Posted in Configuration, How To, Tips and Tricks | Leave a comment

Trimble Positions ArcPad Extension Now Supports Windows!

We’re excited to announce that the Trimble Positions ArcPad extension now includes support for Esri ArcPad on Windows.  This provides GIS customers looking to couple ArcPad with powerful tablet PCs, such as the Trimble Yuma 2, with the ability to post-process and analyze field data collected on a tablet.  Available for download now, the installation package for the Trimble Positions ArcPad extension v10.0.0.2 includes installers for both Windows and Windows Mobile.  The Windows version has the same language support that the Windows Mobile version does.

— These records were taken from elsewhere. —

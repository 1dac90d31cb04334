use crate::backend::BackendError;
use crate::domain::AlarmEntry;
use serde::Deserialize;

/// The `{status, message}` envelope most mutating endpoints answer with.
#[derive(Debug, Clone, PartialEq, Deserialize)]
pub struct StatusResponse {
    pub status: String,
    #[serde(default)]
    pub message: Option<String>,
}

impl StatusResponse {
    pub fn into_result(self) -> Result<Option<String>, BackendError> {
        if self.status == "success" {
            Ok(self.message)
        } else {
            Err(BackendError::Rejected(self.message.unwrap_or_else(|| format!("status '{}'", self.status))))
        }
    }
}

#[derive(Debug, Deserialize)]
pub(super) struct AlarmsResponse {
    pub status: String,
    #[serde(default)]
    pub message: Option<String>,
    #[serde(default)]
    pub alarms: Vec<AlarmEntry>,
}

/// Modification marker of the backend's alarm file.
#[derive(Debug, Clone, PartialEq, Deserialize)]
pub struct AlarmsFingerprint {
    pub timestamp: f64,
    pub content_hash: i64,
}

#[derive(Debug, Clone, PartialEq, Deserialize)]
pub struct OutputResponse {
    #[serde(default)]
    pub output: Vec<String>,
    pub status: String,
}

#[derive(Debug, Clone, PartialEq, Deserialize)]
pub struct ScriptStatus {
    pub script_running: bool,
    #[serde(default)]
    pub interface_running: bool,
    #[serde(default)]
    pub server_time: Option<String>,
}
use crate::domain::alarm::AlarmEntry;
use crate::domain::alarm_state::AlarmActiveState;
use crate::domain::hardware::HardwareResponse;
use crate::domain::sensor::SensorSnapshot;

/// Updates flowing into the state reconciler, whichever channel they arrived on.
#[derive(Debug, Clone, PartialEq)]
pub enum Event {
    AlarmListReceived(Vec<AlarmEntry>),
    SensorSnapshotReceived(SensorSnapshot),
    AlarmStateReceived(AlarmActiveState),
    OutputReceived(Vec<String>),
    BackendMessage(String),
    BackendError(String),
    HardwareResponseReceived(HardwareResponse),
}

/// Transient things for the user to see. Unlike the model these are not kept.
#[derive(Debug, Clone, PartialEq)]
pub enum Notice {
    Output(String),
    Info(String),
    Error(String),
    ShowNotification(String),
    HideNotification,
    HardwareResponse(HardwareResponse),
}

Look for the new “Trimble Positions Software Suite – August 2013 (current)” section of the Technical Support – Downloads area at www.trimble.com/positions.  Note that all version numbers remain the same as the previous release as there have been no other changes in the software; all other installation packages are identical to the previous release.  Esri pre-requisites and version support also remain the same.